WHAT THE EXERCISE ASKS: Your answer should be only the lines below from the one with "(12 decimal places)" to the one with "pub fn delimiter(mut", repeated exactly, ends included.

Extracted data entries
☆ ☆ ☆ ☆

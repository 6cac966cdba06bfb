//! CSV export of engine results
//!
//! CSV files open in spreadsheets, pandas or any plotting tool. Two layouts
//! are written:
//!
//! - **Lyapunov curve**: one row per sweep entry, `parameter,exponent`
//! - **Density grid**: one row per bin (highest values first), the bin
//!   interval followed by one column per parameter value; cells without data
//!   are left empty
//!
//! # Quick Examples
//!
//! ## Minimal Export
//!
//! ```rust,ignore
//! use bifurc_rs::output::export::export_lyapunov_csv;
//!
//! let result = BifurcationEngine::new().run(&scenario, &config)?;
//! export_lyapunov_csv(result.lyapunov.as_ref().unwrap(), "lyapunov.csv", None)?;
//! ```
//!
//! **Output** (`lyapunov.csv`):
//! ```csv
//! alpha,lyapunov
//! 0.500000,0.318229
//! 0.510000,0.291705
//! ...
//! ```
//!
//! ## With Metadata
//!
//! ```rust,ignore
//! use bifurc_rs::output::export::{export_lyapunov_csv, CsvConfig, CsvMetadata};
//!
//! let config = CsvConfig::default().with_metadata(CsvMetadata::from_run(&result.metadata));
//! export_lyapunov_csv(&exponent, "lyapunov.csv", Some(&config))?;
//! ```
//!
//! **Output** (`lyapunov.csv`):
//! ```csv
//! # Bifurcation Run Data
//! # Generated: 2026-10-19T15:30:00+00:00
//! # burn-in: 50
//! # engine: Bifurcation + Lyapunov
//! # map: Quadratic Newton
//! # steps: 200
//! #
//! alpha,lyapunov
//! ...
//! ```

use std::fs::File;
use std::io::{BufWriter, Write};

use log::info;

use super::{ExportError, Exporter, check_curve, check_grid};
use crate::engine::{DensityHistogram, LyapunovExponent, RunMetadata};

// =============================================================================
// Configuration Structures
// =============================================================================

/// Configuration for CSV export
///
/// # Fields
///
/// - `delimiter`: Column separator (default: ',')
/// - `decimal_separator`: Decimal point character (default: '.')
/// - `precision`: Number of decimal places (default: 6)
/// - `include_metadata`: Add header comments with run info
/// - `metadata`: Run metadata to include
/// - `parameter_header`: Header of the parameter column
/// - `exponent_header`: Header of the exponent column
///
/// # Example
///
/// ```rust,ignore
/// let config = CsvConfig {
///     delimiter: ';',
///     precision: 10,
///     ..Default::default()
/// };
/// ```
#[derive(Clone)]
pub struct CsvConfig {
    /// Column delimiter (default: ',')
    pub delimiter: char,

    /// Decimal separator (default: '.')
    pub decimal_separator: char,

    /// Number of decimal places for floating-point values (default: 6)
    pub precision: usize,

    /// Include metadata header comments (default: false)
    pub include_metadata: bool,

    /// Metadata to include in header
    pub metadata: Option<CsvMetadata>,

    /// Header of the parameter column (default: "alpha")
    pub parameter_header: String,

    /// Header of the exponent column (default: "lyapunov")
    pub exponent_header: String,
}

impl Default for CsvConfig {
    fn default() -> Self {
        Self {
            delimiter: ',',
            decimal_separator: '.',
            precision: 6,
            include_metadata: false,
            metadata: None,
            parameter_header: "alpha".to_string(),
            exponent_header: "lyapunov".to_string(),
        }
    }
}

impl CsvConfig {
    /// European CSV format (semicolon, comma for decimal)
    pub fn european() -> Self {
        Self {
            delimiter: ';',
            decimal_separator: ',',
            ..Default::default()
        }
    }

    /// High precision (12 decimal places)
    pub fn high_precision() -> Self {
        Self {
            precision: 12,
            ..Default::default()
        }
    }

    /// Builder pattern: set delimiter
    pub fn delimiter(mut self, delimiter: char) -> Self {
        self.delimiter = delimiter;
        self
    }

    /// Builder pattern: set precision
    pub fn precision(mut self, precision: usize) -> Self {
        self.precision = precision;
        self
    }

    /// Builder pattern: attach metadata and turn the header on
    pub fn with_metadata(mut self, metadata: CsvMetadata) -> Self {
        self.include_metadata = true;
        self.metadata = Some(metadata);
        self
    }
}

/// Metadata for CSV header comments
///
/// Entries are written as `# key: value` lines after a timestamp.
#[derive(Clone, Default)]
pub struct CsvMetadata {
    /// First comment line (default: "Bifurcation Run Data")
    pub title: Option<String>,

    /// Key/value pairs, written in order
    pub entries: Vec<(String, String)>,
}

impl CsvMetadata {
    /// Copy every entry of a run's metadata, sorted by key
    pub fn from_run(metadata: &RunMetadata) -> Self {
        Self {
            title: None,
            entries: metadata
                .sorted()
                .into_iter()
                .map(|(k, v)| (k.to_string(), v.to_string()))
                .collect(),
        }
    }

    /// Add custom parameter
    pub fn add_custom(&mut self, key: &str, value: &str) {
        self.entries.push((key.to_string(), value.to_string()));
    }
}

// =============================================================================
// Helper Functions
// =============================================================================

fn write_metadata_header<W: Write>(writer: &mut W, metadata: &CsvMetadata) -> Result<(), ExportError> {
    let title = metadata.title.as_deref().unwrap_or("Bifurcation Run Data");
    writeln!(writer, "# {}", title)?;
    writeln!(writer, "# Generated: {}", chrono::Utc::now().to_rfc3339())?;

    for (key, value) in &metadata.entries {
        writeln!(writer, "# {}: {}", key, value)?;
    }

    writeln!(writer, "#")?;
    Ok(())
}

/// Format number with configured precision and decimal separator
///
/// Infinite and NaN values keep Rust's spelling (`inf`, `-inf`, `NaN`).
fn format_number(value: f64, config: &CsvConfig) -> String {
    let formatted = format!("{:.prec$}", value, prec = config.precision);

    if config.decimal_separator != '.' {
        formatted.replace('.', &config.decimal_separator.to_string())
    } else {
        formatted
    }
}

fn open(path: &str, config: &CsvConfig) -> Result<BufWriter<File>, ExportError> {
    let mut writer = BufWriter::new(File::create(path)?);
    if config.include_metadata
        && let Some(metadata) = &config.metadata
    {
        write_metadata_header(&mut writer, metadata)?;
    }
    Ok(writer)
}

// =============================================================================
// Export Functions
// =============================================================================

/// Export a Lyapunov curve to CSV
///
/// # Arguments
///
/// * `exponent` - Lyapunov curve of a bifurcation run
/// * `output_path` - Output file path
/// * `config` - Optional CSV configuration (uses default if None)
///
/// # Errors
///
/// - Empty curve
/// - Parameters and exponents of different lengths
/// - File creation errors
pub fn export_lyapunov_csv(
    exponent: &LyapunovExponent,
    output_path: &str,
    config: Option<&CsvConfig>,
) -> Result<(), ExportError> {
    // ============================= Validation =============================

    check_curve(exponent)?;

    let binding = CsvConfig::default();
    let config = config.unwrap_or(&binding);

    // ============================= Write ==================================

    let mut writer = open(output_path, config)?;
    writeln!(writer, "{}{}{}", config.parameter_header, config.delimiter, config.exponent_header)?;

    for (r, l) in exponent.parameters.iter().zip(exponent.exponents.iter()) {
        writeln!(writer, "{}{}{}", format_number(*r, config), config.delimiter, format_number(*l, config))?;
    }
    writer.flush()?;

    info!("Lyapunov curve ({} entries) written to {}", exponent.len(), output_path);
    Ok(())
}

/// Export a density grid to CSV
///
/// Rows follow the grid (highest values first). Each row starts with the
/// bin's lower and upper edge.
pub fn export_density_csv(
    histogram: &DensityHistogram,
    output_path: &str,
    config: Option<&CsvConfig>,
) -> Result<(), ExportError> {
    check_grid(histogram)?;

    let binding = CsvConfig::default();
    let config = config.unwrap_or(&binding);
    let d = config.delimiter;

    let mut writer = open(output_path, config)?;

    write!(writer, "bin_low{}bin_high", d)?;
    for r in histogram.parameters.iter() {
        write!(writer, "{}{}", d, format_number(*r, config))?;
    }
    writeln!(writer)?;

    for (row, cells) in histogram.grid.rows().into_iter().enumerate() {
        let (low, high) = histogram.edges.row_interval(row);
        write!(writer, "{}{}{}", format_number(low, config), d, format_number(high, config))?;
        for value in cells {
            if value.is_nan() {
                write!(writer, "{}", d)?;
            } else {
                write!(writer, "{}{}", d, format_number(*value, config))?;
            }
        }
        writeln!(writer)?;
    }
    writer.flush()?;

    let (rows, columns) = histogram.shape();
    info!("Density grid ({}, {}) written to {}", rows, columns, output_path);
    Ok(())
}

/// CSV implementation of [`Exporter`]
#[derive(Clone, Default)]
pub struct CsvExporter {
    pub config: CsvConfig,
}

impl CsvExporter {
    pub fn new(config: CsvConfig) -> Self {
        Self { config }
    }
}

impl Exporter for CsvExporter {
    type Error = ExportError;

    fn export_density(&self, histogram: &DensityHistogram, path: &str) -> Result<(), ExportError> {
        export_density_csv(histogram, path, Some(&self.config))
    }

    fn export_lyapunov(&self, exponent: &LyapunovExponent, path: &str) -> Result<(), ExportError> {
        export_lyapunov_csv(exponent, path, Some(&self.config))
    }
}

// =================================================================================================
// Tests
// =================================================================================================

☆ ☆ ☆ ☆

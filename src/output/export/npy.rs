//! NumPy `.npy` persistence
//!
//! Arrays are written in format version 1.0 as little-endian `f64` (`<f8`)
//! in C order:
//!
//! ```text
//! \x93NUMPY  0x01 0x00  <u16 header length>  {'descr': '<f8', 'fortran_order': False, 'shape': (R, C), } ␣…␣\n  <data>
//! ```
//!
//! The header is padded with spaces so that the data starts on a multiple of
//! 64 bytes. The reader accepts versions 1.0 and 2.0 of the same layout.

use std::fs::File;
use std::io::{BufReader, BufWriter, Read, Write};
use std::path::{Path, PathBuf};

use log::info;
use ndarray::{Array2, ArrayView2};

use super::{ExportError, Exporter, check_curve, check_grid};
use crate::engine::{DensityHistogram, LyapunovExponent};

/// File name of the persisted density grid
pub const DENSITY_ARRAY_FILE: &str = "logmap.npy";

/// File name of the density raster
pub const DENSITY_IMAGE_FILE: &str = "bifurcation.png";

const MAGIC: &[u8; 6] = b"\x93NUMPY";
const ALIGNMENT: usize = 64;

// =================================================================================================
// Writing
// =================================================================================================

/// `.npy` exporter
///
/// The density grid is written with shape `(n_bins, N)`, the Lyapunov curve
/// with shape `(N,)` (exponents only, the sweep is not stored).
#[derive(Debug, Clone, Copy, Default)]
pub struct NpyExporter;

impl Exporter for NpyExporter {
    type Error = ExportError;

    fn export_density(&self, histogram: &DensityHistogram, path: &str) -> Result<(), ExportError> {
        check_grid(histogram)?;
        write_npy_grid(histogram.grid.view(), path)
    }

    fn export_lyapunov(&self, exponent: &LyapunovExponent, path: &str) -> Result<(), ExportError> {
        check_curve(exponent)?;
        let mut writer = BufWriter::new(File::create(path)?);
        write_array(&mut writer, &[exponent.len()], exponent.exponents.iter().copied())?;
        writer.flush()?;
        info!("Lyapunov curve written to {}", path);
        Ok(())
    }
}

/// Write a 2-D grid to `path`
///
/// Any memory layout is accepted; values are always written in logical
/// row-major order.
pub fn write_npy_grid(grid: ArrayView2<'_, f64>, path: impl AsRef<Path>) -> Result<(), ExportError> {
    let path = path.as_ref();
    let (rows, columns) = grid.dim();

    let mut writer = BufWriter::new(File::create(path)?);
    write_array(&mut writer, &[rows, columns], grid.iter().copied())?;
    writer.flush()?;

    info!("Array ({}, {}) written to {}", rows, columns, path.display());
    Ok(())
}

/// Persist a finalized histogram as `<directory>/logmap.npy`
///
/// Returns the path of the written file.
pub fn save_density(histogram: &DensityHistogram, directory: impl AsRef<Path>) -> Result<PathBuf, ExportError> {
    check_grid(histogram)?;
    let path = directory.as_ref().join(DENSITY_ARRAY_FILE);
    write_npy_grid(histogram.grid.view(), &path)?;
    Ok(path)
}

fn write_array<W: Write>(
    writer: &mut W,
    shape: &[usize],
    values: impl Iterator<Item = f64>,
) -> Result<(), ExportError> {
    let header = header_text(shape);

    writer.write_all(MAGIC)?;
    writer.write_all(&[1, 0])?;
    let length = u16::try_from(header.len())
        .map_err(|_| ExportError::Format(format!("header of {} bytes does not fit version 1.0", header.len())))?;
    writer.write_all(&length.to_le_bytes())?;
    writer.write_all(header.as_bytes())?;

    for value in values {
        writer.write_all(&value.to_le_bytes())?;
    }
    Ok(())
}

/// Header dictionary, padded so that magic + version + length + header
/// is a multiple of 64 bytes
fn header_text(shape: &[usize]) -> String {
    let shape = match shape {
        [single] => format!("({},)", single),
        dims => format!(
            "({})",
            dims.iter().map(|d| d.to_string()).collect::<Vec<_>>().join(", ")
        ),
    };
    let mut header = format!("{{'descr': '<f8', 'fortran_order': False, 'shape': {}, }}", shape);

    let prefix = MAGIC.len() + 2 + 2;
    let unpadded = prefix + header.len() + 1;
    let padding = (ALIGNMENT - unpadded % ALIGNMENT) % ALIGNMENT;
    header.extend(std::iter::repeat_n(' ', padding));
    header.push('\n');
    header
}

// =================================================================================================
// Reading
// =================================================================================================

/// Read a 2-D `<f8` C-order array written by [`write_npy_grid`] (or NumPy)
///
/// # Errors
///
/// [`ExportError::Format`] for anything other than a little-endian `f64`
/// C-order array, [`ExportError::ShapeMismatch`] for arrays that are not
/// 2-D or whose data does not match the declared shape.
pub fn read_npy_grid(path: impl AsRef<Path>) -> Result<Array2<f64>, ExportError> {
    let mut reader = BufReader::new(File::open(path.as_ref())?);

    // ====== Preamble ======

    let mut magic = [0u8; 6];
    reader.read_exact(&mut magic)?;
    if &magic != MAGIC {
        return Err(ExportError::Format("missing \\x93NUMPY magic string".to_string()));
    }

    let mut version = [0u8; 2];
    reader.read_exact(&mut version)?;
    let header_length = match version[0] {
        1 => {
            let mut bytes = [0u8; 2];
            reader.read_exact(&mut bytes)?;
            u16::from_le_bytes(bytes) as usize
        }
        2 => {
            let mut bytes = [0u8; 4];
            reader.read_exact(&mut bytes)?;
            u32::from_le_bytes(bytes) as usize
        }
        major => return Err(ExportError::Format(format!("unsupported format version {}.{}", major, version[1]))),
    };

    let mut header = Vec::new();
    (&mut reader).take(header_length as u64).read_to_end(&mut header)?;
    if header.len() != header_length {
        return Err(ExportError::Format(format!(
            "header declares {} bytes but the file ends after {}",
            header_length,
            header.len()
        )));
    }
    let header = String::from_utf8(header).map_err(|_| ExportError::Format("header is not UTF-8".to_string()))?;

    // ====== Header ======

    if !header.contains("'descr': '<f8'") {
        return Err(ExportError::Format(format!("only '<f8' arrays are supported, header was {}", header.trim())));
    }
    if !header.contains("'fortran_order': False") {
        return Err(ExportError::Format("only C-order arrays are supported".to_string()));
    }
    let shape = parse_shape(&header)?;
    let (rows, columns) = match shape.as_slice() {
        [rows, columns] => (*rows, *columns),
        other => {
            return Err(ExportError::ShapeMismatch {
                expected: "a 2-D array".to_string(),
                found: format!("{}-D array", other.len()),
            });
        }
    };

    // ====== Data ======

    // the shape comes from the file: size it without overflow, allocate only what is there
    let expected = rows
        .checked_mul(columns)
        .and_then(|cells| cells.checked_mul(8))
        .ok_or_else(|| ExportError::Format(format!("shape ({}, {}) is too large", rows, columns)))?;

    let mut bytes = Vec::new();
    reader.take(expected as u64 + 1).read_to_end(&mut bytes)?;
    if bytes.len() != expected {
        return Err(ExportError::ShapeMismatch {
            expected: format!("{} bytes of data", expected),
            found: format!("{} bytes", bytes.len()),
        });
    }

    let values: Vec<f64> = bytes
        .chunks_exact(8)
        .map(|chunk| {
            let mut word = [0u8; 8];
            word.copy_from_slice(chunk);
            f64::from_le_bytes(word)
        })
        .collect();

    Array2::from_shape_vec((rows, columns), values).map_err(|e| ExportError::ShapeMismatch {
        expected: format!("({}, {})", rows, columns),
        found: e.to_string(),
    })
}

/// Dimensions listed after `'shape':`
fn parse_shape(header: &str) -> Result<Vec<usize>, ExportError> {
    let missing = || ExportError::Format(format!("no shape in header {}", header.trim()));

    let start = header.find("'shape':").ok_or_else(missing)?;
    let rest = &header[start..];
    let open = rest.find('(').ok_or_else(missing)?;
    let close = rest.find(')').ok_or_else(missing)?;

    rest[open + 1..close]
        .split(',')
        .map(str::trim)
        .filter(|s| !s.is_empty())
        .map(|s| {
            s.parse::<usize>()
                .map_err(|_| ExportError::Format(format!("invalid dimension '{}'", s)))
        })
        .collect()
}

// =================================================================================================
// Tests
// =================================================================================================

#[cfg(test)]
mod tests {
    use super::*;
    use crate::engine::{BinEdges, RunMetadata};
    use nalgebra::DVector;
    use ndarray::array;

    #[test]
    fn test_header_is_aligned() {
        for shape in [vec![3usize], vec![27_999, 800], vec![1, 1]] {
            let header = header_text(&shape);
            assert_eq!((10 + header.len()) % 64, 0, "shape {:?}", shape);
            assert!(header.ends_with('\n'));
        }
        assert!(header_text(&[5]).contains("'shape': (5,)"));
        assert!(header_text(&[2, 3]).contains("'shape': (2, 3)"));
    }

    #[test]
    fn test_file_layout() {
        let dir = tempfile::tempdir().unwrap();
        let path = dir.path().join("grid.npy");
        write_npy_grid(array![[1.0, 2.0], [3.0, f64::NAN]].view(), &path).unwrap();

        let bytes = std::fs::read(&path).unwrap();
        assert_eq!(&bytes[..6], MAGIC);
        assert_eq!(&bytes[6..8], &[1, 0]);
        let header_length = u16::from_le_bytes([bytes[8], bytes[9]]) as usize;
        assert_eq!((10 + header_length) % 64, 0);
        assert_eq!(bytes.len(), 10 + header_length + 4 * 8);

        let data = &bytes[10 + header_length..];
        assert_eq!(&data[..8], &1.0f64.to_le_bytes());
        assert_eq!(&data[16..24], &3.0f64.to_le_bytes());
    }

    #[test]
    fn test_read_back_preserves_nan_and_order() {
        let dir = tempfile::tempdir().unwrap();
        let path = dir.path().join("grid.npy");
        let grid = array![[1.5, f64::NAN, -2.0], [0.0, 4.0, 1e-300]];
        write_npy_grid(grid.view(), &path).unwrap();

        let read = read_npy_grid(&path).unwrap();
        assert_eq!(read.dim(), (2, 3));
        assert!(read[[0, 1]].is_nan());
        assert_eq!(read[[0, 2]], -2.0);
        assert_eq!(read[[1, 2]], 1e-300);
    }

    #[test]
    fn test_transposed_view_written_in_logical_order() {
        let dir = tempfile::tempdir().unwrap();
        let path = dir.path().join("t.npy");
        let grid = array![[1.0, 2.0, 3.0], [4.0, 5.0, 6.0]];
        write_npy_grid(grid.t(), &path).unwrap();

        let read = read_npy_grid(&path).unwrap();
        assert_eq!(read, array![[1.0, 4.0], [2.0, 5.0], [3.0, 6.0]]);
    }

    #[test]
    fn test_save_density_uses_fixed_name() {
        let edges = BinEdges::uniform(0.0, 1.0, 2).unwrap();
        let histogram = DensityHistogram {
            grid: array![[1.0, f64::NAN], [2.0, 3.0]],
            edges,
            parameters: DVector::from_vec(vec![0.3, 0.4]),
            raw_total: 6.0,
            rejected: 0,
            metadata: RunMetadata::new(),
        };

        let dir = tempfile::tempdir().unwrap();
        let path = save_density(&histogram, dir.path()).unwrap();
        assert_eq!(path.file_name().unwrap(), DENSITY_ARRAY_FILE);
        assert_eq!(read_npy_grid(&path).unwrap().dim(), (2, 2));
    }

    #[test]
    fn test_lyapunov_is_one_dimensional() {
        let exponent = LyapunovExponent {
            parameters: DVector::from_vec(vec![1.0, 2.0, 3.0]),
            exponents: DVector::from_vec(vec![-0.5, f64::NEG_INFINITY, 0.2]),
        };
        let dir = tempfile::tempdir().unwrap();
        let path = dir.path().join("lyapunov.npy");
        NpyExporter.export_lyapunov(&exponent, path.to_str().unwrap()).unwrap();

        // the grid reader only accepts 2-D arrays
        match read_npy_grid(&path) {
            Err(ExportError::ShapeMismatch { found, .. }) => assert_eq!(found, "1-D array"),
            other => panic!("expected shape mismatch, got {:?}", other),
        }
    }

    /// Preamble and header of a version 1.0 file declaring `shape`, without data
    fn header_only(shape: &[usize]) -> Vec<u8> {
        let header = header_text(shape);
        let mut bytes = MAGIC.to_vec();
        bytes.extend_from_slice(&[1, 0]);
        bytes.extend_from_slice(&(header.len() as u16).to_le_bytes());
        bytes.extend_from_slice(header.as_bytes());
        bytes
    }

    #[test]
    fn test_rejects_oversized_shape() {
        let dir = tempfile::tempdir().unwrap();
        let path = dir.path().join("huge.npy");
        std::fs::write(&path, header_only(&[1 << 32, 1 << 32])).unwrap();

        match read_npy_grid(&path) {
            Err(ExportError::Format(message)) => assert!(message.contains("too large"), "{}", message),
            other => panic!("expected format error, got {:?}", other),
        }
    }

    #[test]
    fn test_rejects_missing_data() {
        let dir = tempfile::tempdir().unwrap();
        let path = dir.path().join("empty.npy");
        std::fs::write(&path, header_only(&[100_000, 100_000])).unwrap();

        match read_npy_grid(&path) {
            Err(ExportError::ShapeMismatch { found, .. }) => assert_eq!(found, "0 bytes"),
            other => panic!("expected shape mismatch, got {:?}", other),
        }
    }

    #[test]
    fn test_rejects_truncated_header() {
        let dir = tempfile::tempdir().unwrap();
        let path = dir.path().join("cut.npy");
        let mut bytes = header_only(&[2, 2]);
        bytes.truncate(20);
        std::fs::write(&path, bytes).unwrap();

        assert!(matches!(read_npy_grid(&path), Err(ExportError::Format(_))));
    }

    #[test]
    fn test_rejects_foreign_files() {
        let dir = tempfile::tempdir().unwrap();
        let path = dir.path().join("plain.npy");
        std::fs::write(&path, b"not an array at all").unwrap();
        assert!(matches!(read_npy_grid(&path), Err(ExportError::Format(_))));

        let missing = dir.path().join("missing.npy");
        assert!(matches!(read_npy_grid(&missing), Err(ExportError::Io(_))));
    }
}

☆ ☆ ☆ ☆

TASK RESPONSE:
    /// High precision (12 decimal places)
    pub fn high_precision() -> Self {
        Self {
            precision: 12,
            ..Default::default()
        }
    }

    /// Builder pattern: set delimiter
    pub fn delimiter(mut self, delimiter: char) -> Self {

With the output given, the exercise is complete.